The cable network will carry speeches and interviews with the 21 candidates confirmed to participate, including former vice president Joe Biden. But by party decree, every other network must wait until three hours after the candidates speak to air anything — a lifetime in the news business. The party has also banned live-streaming.
This naturally hasn’t gone over well with the other news networks, which have protested their exclusion from an event that traditionally had been open to all on an equal basis.
“It’s very odd,” Steve Scully, C-SPAN’s political editor, said in an interview. “I confronted the party and asked them why. They said a decision had already been made.”
C-SPAN had planned to provide gavel-to-gavel coverage of Saturday’s event, in which the candidates will speak for seven minutes each, as part of its ongoing “Road to the White House” series. It had promoted its coverage of the South Carolina event on the air, too.

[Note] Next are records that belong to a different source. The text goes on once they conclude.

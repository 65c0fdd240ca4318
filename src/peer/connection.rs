use std::sync::Arc;

use async_trait::async_trait;
use webrtc::api::interceptor_registry::register_default_interceptors;
use webrtc::api::media_engine::MediaEngine;
use webrtc::api::APIBuilder;
use webrtc::ice_transport::ice_candidate::RTCIceCandidate;
use webrtc::ice_transport::ice_server::RTCIceServer;
use webrtc::interceptor::registry::Registry;
use webrtc::peer_connection::configuration::RTCConfiguration;
use webrtc::peer_connection::offer_answer_options::{RTCAnswerOptions, RTCOfferOptions};
use webrtc::peer_connection::peer_connection_state::RTCPeerConnectionState;
use webrtc::peer_connection::policy::bundle_policy::RTCBundlePolicy;
use webrtc::peer_connection::policy::ice_transport_policy::RTCIceTransportPolicy;
use webrtc::peer_connection::policy::rtcp_mux_policy::RTCRtcpMuxPolicy;
use webrtc::peer_connection::sdp::sdp_type::RTCSdpType;
use webrtc::peer_connection::sdp::session_description::RTCSessionDescription;
use webrtc::peer_connection::RTCPeerConnection;
use webrtc::rtp_transceiver::rtp_codec::RTPCodecType;
use webrtc::rtp_transceiver::rtp_sender::RTCRtpSender;
use webrtc::rtp_transceiver::rtp_transceiver_direction::RTCRtpTransceiverDirection;
use webrtc::rtp_transceiver::RTCRtpTransceiverInit;
use webrtc::track::track_remote::TrackRemote;

use super::engine::{ConnectionEngine, EngineEvent, EngineEventSink, EngineFactory, RemoteTrackBundle};
use super::types::{IceCandidate, SdpType, SessionDescription};
use crate::config::{AnswerOptions, BundlePolicy, IceTransportPolicy, OfferOptions, SessionConfig};
use crate::error::EngineError;
use crate::logger::{dump_candidate, dump_selected_pair};
use crate::media::{LocalTrack, RemoteTrack, Track};
use crate::utils::add_ice_url_scheme;

/// Connection engine backed by a webrtc-rs `RTCPeerConnection`
pub struct WebrtcEngine {
    pc: Arc<RTCPeerConnection>,
}

impl WebrtcEngine {
    pub async fn new(config: &SessionConfig, events: EngineEventSink) -> Result<Self, EngineError> {
        let mut media_engine = MediaEngine::default();
        media_engine.register_default_codecs()?;

        let mut registry = Registry::new();
        registry = register_default_interceptors(registry, &mut media_engine)?;

        let api = APIBuilder::new()
            .with_media_engine(media_engine)
            .with_interceptor_registry(registry)
            .build();

        let pc = Arc::new(api.new_peer_connection(rtc_config(config)).await?);
        attach_handlers(&pc, events);
        Ok(Self { pc })
    }

    pub fn peer_connection(&self) -> Arc<RTCPeerConnection> {
        self.pc.clone()
    }

    /// Legacy `offerToReceive*`: a recv-only transceiver for every wanted kind
    /// that has no transceiver yet
    async fn ensure_receive_transceivers(&self, options: &OfferOptions) -> Result<(), EngineError> {
        let transceivers = self.pc.get_transceivers().await;
        for (wanted, kind) in [
            (options.offer_to_receive_audio, RTPCodecType::Audio),
            (options.offer_to_receive_video, RTPCodecType::Video),
        ] {
            if wanted && !transceivers.iter().any(|t| t.kind() == kind) {
                log::debug!("adding recvonly transceiver for {kind:?}");
                self.pc
                    .add_transceiver_from_kind(
                        kind,
                        Some(RTCRtpTransceiverInit {
                            direction: RTCRtpTransceiverDirection::Recvonly,
                            send_encodings: vec![],
                        }),
                    )
                    .await?;
            }
        }
        Ok(())
    }
}

fn rtc_config(config: &SessionConfig) -> RTCConfiguration {
    let ice_servers = config
        .ice_servers()
        .into_iter()
        .map(|server| RTCIceServer {
            urls: vec![add_ice_url_scheme(&server)],
            username: server.username.unwrap_or_default(),
            credential: server.credential.unwrap_or_default(),
        })
        .collect();

    let rtc = config.rtc_configuration.clone().unwrap_or_default();
    RTCConfiguration {
        ice_servers,
        ice_candidate_pool_size: rtc.ice_candidate_pool_size,
        bundle_policy: match rtc.bundle_policy {
            BundlePolicy::Balanced => RTCBundlePolicy::Balanced,
            BundlePolicy::MaxCompat => RTCBundlePolicy::MaxCompat,
            BundlePolicy::MaxBundle => RTCBundlePolicy::MaxBundle,
        },
        ice_transport_policy: match rtc.ice_transport_policy {
            IceTransportPolicy::All => RTCIceTransportPolicy::All,
            IceTransportPolicy::Relay => RTCIceTransportPolicy::Relay,
        },
        rtcp_mux_policy: RTCRtcpMuxPolicy::Require,
        ..Default::default()
    }
}

fn attach_handlers(pc: &Arc<RTCPeerConnection>, events: EngineEventSink) {
    let candidate_events = events.clone();
    pc.on_ice_candidate(Box::new(move |cand: Option<RTCIceCandidate>| {
        let event = match cand {
            Some(c) => {
                dump_candidate("LOCAL", &c);
                match c.to_json() {
                    Ok(init) => Some(EngineEvent::IceCandidate(Some(IceCandidate::from(init)))),
                    Err(e) => {
                        log::warn!("dropping local candidate that failed to serialize: {e}");
                        None
                    }
                }
            }
            None => {
                log::debug!("ICE candidate gathering completed (null candidate received)");
                Some(EngineEvent::IceCandidate(None))
            }
        };
        if let Some(event) = event {
            let _ = candidate_events.send(event);
        }
        Box::pin(async {})
    }));

    let track_events = events.clone();
    pc.on_track(Box::new(move |track: Arc<TrackRemote>, _receiver, _transceiver| {
        let bundle = remote_bundle(track);
        let _ = track_events.send(EngineEvent::Track(bundle));
        Box::pin(async {})
    }));

    pc.on_ice_gathering_state_change(Box::new(move |state| {
        log::debug!("ICE gathering state changed to: {state:?}");
        Box::pin(async {})
    }));

    pc.on_ice_connection_state_change(Box::new(move |state| {
        log::debug!("ICE connection state changed to: {state:?}");
        Box::pin(async {})
    }));

    pc.on_signaling_state_change(Box::new(move |state| {
        log::debug!("signaling state changed to: {state:?}");
        Box::pin(async {})
    }));

    let pc_stats = Arc::downgrade(pc);
    pc.on_peer_connection_state_change(Box::new(move |st: RTCPeerConnectionState| {
        log::info!("peer connection state changed to: {st:?}");
        if st == RTCPeerConnectionState::Failed {
            if let Some(pc) = pc_stats.upgrade() {
                tokio::spawn(async move {
                    dump_selected_pair(&pc, "FAILED").await;
                });
            }
        }
        let _ = events.send(EngineEvent::ConnectionState(st.into()));
        Box::pin(async {})
    }));
}

fn remote_bundle(track: Arc<TrackRemote>) -> Option<RemoteTrackBundle> {
    let stream_id = track.stream_id();
    if stream_id.is_empty() {
        log::debug!("remote track {} arrived without a stream", track.id());
        return None;
    }
    let remote = RemoteTrack::from_remote(track)?;
    log::info!("remote {} track {} on stream {stream_id}", remote.kind(), remote.id());
    Some(RemoteTrackBundle {
        stream_id,
        tracks: vec![Arc::new(remote)],
    })
}

fn to_rtc_description(desc: SessionDescription) -> Result<RTCSessionDescription, EngineError> {
    let rtc = match desc.sdp_type {
        SdpType::Offer => RTCSessionDescription::offer(desc.sdp)?,
        SdpType::Answer => RTCSessionDescription::answer(desc.sdp)?,
        SdpType::Pranswer => RTCSessionDescription::pranswer(desc.sdp)?,
        SdpType::Rollback => return Err(EngineError::UnsupportedDescription("rollback".into())),
    };
    Ok(rtc)
}

fn from_rtc_description(desc: RTCSessionDescription) -> Result<SessionDescription, EngineError> {
    let sdp_type = match desc.sdp_type {
        RTCSdpType::Offer => SdpType::Offer,
        RTCSdpType::Answer => SdpType::Answer,
        RTCSdpType::Pranswer => SdpType::Pranswer,
        RTCSdpType::Rollback => SdpType::Rollback,
        other => return Err(EngineError::UnsupportedDescription(other.to_string())),
    };
    Ok(SessionDescription {
        sdp_type,
        sdp: desc.sdp,
    })
}

#[async_trait]
impl ConnectionEngine for WebrtcEngine {
    type Sender = Arc<RTCRtpSender>;

    async fn create_offer(&self, options: &OfferOptions) -> Result<SessionDescription, EngineError> {
        self.ensure_receive_transceivers(options).await?;
        let offer = self
            .pc
            .create_offer(Some(RTCOfferOptions {
                voice_activity_detection: options.voice_activity_detection,
                ice_restart: options.ice_restart,
            }))
            .await?;
        from_rtc_description(offer)
    }

    async fn create_answer(
        &self,
        options: &AnswerOptions,
    ) -> Result<SessionDescription, EngineError> {
        let answer = self
            .pc
            .create_answer(Some(RTCAnswerOptions {
                voice_activity_detection: options.voice_activity_detection,
            }))
            .await?;
        from_rtc_description(answer)
    }

    async fn set_local_description(
        &self,
        description: SessionDescription,
    ) -> Result<(), EngineError> {
        self.pc
            .set_local_description(to_rtc_description(description)?)
            .await?;
        Ok(())
    }

    async fn set_remote_description(
        &self,
        description: SessionDescription,
    ) -> Result<(), EngineError> {
        self.pc
            .set_remote_description(to_rtc_description(description)?)
            .await?;
        Ok(())
    }

    async fn has_remote_description(&self) -> bool {
        self.pc.remote_description().await.is_some()
    }

    async fn add_track(
        &self,
        track: Arc<LocalTrack>,
        stream_id: &str,
    ) -> Result<Self::Sender, EngineError> {
        let source = track
            .source()
            .cloned()
            .ok_or_else(|| EngineError::MissingSource(track.id().to_owned()))?;
        log::debug!("attaching {} track {} from stream {stream_id}", track.kind(), track.id());
        Ok(self.pc.add_track(source).await?)
    }

    async fn remove_track(&self, sender: &Self::Sender) -> Result<(), EngineError> {
        self.pc.remove_track(sender).await?;
        Ok(())
    }

    async fn replace_track(
        &self,
        sender: &Self::Sender,
        track: Option<Arc<LocalTrack>>,
    ) -> Result<(), EngineError> {
        let source = match track {
            Some(track) => Some(
                track
                    .source()
                    .cloned()
                    .ok_or_else(|| EngineError::MissingSource(track.id().to_owned()))?,
            ),
            None => None,
        };
        sender.replace_track(source).await?;
        Ok(())
    }

    async fn add_ice_candidate(&self, candidate: IceCandidate) -> Result<(), EngineError> {
        self.pc.add_ice_candidate(candidate.into()).await?;
        Ok(())
    }

    async fn close(&self) -> Result<(), EngineError> {
        self.pc.close().await?;
        Ok(())
    }
}

/// Builds a [`WebrtcEngine`] per session
#[derive(Debug, Clone, Copy, Default)]
pub struct WebrtcEngineFactory;

#[async_trait]
impl EngineFactory for WebrtcEngineFactory {
    type Engine = WebrtcEngine;

    async fn create(
        &self,
        config: &SessionConfig,
        events: EngineEventSink,
    ) -> Result<Self::Engine, EngineError> {
        WebrtcEngine::new(config, events).await
    }
}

C-SPAN will skip the event in protest and will move its cameras and crew across the state capital, Columbia, to cover a candidate forum hosted by Planned Parenthood, Scully said.
“It’s puzzling. It’s ridiculous,” he said. “They’re missing out” on exposing the candidates to more viewers.
A Fox News spokeswoman, Katie Cwayna, said the network had lodged a complaint with the party after being “banned” from the event.
However, a party spokesman, Tim Sullivan, disputed that characterization. He said no news organization has been banned outright from coverage, although TV stations will have to abide by the delay, giving MSNBC a clear field.
MSNBC negotiated a three-hour exclusive window covering the candidates’ presentations, said spokesman Errol Cockfield, but isn’t obligated to carry the entire event, which is expected to last about nine hours.
Sullivan said MSNBC was given exclusive rights after it agreed to carry the speeches and provide one-on-one interviews with the candidates (its coverage will be hosted by Joy Reid and Al Sharpton).
“We thought providing that level of access was unique to a state party,” said Sullivan, who said no money changed hands. “We think it’s a very exciting way” to present the meeting to viewers.
Both the Democratic and Republican national committees grant exclusive live TV rights to their primary debates (the DNC decided in March to exclude Fox News from consideration, citing its alleged bias). But lesser events, such as party conventions, are typically open to all comers without restrictions.
A CNN spokeswoman didn’t respond to a request for comment.